RSA 477:4-a — effective January 1, 2025 — requires that prior to the execution of any contract for the purchase and sale of any interest in real property which includes a building, the seller, or seller's agent, shall provide notification to the buyer about radon, arsenic, and lead. The notification covers the three primary contaminants and the buyer's ability to test for each. RSA 477:4-c addresses radon-specific obligations in more detail. Both are mandatory pre-contract notifications, not buyer-rescission-triggered disclosure forms.
What liability does a New Hampshire seller face for non-disclosure?
A seller or seller's agent who fails to deliver the RSA 477:4-a notification before contract execution may face common-law fraud liability, consumer protection liability, and Real Estate Commission discipline. The New Hampshire Real Estate Commission can discipline licensed agents for misrepresentation. Even outside the RSA 477:4-a notice, sellers face common-law fraud liability for knowingly concealing material defects. Consult a licensed New Hampshire real estate attorney for transaction-specific risk analysis.
Does the federal lead-based paint requirement apply in New Hampshire?
Yes. The federal EPA/HUD Lead-Based Paint Disclosure Rule (42 U.S.C. § 4852d) applies to any sale of residential housing built before 1978 in all 50 states, including New Hampshire. This is in addition to RSA 477:4-a's lead component, which applies to all buildings regardless of construction year. Sellers of pre-1978 housing must provide the EPA pamphlet, complete a lead-based paint disclosure form, and give buyers a 10-day inspection opportunity.
Does New Hampshire have a photo alteration disclosure law like California AB 723?
As of early 2026, California is the only state with a statutory AI photo alteration disclosure regime (California Business and Professions Code § 10140.8, also known as AB 723, effective January 1, 2026). New Hampshire does not have an AB 723 equivalent. The federal FTC's prohibition on deceptive advertising and applicable local MLS rules may still require disclosure of substantially altered listing photos. BuildMyListing applies AB 723-style tracking by default so the audit trail exists if needed.
What Fair Housing protected classes apply to New Hampshire listing descriptions?
The federal Fair Housing Act (42 U.S.C. § 3604) protects seven classes nationwide: race, color, national origin, religion, sex, familial status, and disability. New Hampshire may add state-level protected classes under its civil rights statutes. Listing descriptions must avoid language that expresses a preference, limitation, or discrimination based on any protected characteristic.
Is the New Hampshire Association of Realtors disclosure form legally required?
No — the voluntary disclosure form published by the New Hampshire Association of Realtors is not legally mandated by state statute. It is, however, widely used by convention and is typically expected by buyers, lenders, and title companies. The voluntary form is separate from — and does not replace — the RSA 477:4-a pre-contract radon, arsenic, and lead notification.

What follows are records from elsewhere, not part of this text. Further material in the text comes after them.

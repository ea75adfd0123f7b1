// Copyright 2023 Strixpyrr
//
// Licensed under the Apache License, Version 2.0 (the "License");
// you may not use this file except in compliance with the License.
// You may obtain a copy of the License at
//
//     http://www.apache.org/licenses/LICENSE-2.0
//
// Unless required by applicable law or agreed to in writing, software
// distributed under the License is distributed on an "AS IS" BASIS,
// WITHOUT WARRANTIES OR CONDITIONS OF ANY KIND, either express or implied.
// See the License for the specific language governing permissions and
// limitations under the License.

//! Fixed-size byte segments, the storage and transfer unit of [`crate::Buffer`].
//!
//! Segments form a circular doubly linked list per buffer. A segment's backing
//! array may be shared copy-on-write between two segments (produced by
//! [`Segment::split`]); a shared segment cannot be written to, only its unique
//! owner can grow its `limit`.

use std::cell::RefCell;
use std::cmp::min;
use std::rc::{Rc, Weak};
use crate::pool;

/// The canonical segment capacity.
pub const SEGMENT_SIZE: usize = 8192;

/// A segment's backing storage.
pub(crate) struct SegmentData(pub [u8; SEGMENT_SIZE]);

impl SegmentData {
	pub(crate) fn zeroed() -> Self { Self([0; SEGMENT_SIZE]) }
}

type DataRef = Rc<RefCell<SegmentData>>;

/// A node in a buffer's segment cycle. Not exposed directly; see
/// [`crate::unsafe_cursor::UnsafeCursor`] for controlled external access.
pub(crate) struct Segment {
	data: DataRef,
	pos: usize,
	limit: usize,
	shared: bool,
	owner: bool,
	prev: Option<Weak<RefCell<Segment>>>,
	next: Option<SegmentRef>,
}

pub(crate) type SegmentRef = Rc<RefCell<Segment>>;

impl Segment {
	fn from_data(data: DataRef) -> Self {
		Self { data, pos: 0, limit: 0, shared: false, owner: true, prev: None, next: None }
	}

	/// Claims a fresh, empty, owned segment from the pool.
	pub(crate) fn take() -> SegmentRef {
		let data = Rc::new(RefCell::new(*pool::take()));
		Rc::new(RefCell::new(Self::from_data(data)))
	}

	pub(crate) fn pos(&self) -> usize { self.pos }
	pub(crate) fn limit(&self) -> usize { self.limit }
	pub(crate) fn len(&self) -> usize { self.limit - self.pos }
	pub(crate) fn is_empty(&self) -> bool { self.pos == self.limit }
	pub(crate) fn is_full(&self) -> bool { self.limit == SEGMENT_SIZE }
	pub(crate) fn is_shared(&self) -> bool { self.shared }
	pub(crate) fn is_owner(&self) -> bool { self.owner }
	pub(crate) fn free_space(&self) -> usize {
		if self.owner { SEGMENT_SIZE - self.limit } else { 0 }
	}

	/// Reads the readable window `[pos, limit)`.
	pub(crate) fn read<R>(&self, f: impl FnOnce(&[u8]) -> R) -> R {
		let data = self.data.borrow();
		f(&data.0[self.pos..self.limit])
	}

	/// Mutates the writable window `[limit, SEGMENT_SIZE)` without advancing
	/// `limit`; callers that write through this must follow up with
	/// [`Segment::grow`]. Panics if the segment is shared; callers must check
	/// [`Segment::is_owner`] first. Used directly by [`crate::unsafe_cursor`]
	/// for zero-copy codec writes; [`Segment::push_slice`] is the safe,
	/// limit-advancing wrapper for ordinary writes.
	pub(crate) fn write_tail<R>(&mut self, f: impl FnOnce(&mut [u8]) -> R) -> R {
		assert!(self.owner, "attempted to write a shared, non-owned segment");
		let mut data = self.data.borrow_mut();
		f(&mut data.0[self.limit..])
	}

	/// Advances `limit` by `n` after bytes were written directly via
	/// [`Segment::write_tail`].
	pub(crate) fn grow(&mut self, n: usize) {
		debug_assert!(self.limit + n <= SEGMENT_SIZE);
		self.limit += n;
	}

	/// Appends as many bytes of `bytes` as fit, advancing `limit`. Returns the
	/// number of bytes written.
	pub(crate) fn push_slice(&mut self, bytes: &[u8]) -> usize {
		let n = self.write_tail(|tail| {
			let n = min(tail.len(), bytes.len());
			tail[..n].copy_from_slice(&bytes[..n]);
			n
		});
		self.limit += n;
		n
	}

	/// Consumes up to `dst.len()` bytes into `dst`, advancing `pos`. Returns
	/// the number of bytes read.
	pub(crate) fn pop_into_slice(&mut self, dst: &mut [u8]) -> usize {
		let n = self.read(|data| {
			let n = min(data.len(), dst.len());
			dst[..n].copy_from_slice(&data[..n]);
			n
		});
		self.pos += n;
		n
	}

	/// Discards `n` bytes from the front without copying them anywhere.
	pub(crate) fn skip(&mut self, n: usize) {
		debug_assert!(self.pos + n <= self.limit);
		self.pos += n;
	}

	/// Resets to an empty, unshared, owned state. Called right before the
	/// segment is unlinked and handed back to the pool.
	fn reset(&mut self) {
		self.pos = 0;
		self.limit = 0;
		self.shared = false;
		self.owner = true;
		self.prev = None;
		self.next = None;
	}

	/// Copies `byte_count` bytes from the head of `self` into the tail of
	/// `other`, advancing `self.pos`. Returns the number of bytes copied.
	pub(crate) fn copy_into(&mut self, other: &mut Segment, byte_count: usize) -> usize {
		let n = self.read(|data| {
			let n = min(byte_count, data.len());
			other.push_slice(&data[..n])
		});
		self.pos += n;
		n
	}
}

/// Creates a new segment sharing `src`'s backing array, limited to
/// `[pos, pos + offset)`. `src`'s `pos` advances by `offset`. Both segments
/// are marked shared; neither is the owner of the shared range.
pub(crate) fn split(src: &SegmentRef, offset: usize) -> SegmentRef {
	let mut s = src.borrow_mut();
	debug_assert!(offset <= s.len());
	let prefix = Segment {
		data: Rc::clone(&s.data),
		pos: s.pos,
		limit: s.pos + offset,
		shared: true,
		owner: false,
		prev: None,
		next: None,
	};
	s.pos += offset;
	s.shared = true;
	Rc::new(RefCell::new(prefix))
}

/// Merges `this` into `prev` if the combined size fits in one segment and
/// neither is shared. Returns `true` if the merge happened, in which case
/// `this` is now empty and should be unlinked.
pub(crate) fn compact_into(this: &SegmentRef, prev: &SegmentRef) -> bool {
	let fits = {
		let a = prev.borrow();
		let b = this.borrow();
		!a.is_shared() && !b.is_shared() && a.is_owner() && a.limit() + b.len() <= SEGMENT_SIZE
	};
	if !fits { return false }

	let moved = this.borrow().read(|data| prev.borrow_mut().push_slice(data));
	this.borrow_mut().pos += moved;
	true
}

/// Splices `node` into the cycle immediately after `after`.
pub(crate) fn push_after(after: &SegmentRef, node: SegmentRef) {
	let next = after.borrow().next.clone();
	{
		let mut node_mut = node.borrow_mut();
		node_mut.prev = Some(Rc::downgrade(after));
		node_mut.next = next.clone();
	}
	if let Some(ref next) = next {
		next.borrow_mut().prev = Some(Rc::downgrade(&node));
	}
	after.borrow_mut().next = Some(node);
}

/// Unlinks `node` from its cycle, stitching its neighbors together, and
/// returns it with dangling `prev`/`next`. If `node` was the only segment in
/// the cycle, its neighbors are itself and the result has no prev/next.
pub(crate) fn detach(node: &SegmentRef) -> SegmentRef {
	let (prev, next) = {
		let n = node.borrow();
		(n.prev.as_ref().and_then(Weak::upgrade), n.next.clone())
	};

	match (prev, next) {
		(Some(prev), Some(next)) if !Rc::ptr_eq(&prev, node) => {
			prev.borrow_mut().next = Some(Rc::clone(&next));
			next.borrow_mut().prev = Some(Rc::downgrade(&prev));
		}
		_ => {}
	}

	let mut n = node.borrow_mut();
	n.prev = None;
	n.next = None;
	drop(n);
	Rc::clone(node)
}

/// Returns the segment immediately after `node`, or `None` if `node` was the
/// sole segment in its cycle (its own successor).
pub(crate) fn next_in_cycle(node: &SegmentRef) -> Option<SegmentRef> {
	let next = node.borrow().next.clone()?;
	if Rc::ptr_eq(&next, node) { None } else { Some(next) }
}

/// Recycles a detached, empty segment: returns its backing array to the pool
/// if this was the last live share of it.
pub(crate) fn recycle(node: SegmentRef) {
	let data = {
		let mut seg = node.borrow_mut();
		seg.reset();
		Rc::clone(&seg.data)
	};
	drop(node);

	if let Ok(cell) = Rc::try_unwrap(data) {
		pool::recycle(Box::new(cell.into_inner()));
	}
	// Otherwise another segment still shares this array; nothing to recycle
	// yet. The array returns to the pool when that last sharer is recycled.
}

#[cfg(test)]
mod tests {
	use super::*;
	use pretty_assertions::assert_eq;

	#[test]
	fn push_and_pop_round_trip() {
		let seg = Segment::take();
		assert_eq!(seg.borrow_mut().push_slice(b"hello"), 5);
		let mut buf = [0u8; 5];
		assert_eq!(seg.borrow_mut().pop_into_slice(&mut buf), 5);
		assert_eq!(&buf, b"hello");
		assert!(seg.borrow().is_empty());
	}

	#[test]
	fn split_shares_backing_array() {
		let seg = Segment::take();
		seg.borrow_mut().push_slice(b"0123456789");
		let prefix = split(&seg, 4);
		assert_eq!(prefix.borrow().len(), 4);
		assert_eq!(seg.borrow().len(), 6);
		assert!(prefix.borrow().is_shared());
		assert!(seg.borrow().is_shared());
		prefix.borrow().read(|d| assert_eq!(d, b"0123"));
		seg.borrow().read(|d| assert_eq!(d, b"456789"));
	}

	#[test]
	fn cycle_links_and_detach() {
		let a = Segment::take();
		let b = Segment::take();
		push_after(&a, Rc::clone(&b));
		assert!(Rc::ptr_eq(&next_in_cycle(&a).unwrap(), &b));
		let detached = detach(&b);
		assert!(Rc::ptr_eq(&detached, &b));
		assert!(next_in_cycle(&a).is_none());
	}
}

How does New Hampshire compare to states with comprehensive mandatory disclosure forms?
States with mandatory residential disclosure statutes — such as Texas (Tex. Property Code § 5.008), Washington (RCW 64.06), California (Cal. Civil Code § 1102), and many others — give buyers a statutory right to terminate if the form is not delivered. New Hampshire's framework is narrower: RSA 477:4-a mandates only the radon, arsenic, and lead pre-contract notification, and the broader property condition disclosure remains voluntary. Practically, the documentation burden for a defensible file is still significant.
Does BuildMyListing provide legal advice on New Hampshire disclosures?
No. BuildMyListing is a compliance documentation tool that creates an audit trail of photo alterations and a written record of the disclosure conversation. It does not replace any state-prescribed notice, the RSA 477:4-a or RSA 477:4-c notifications, or any association-published voluntary form, and it does not provide legal advice. Consult a licensed New Hampshire real estate attorney for questions about your specific disclosure obligations.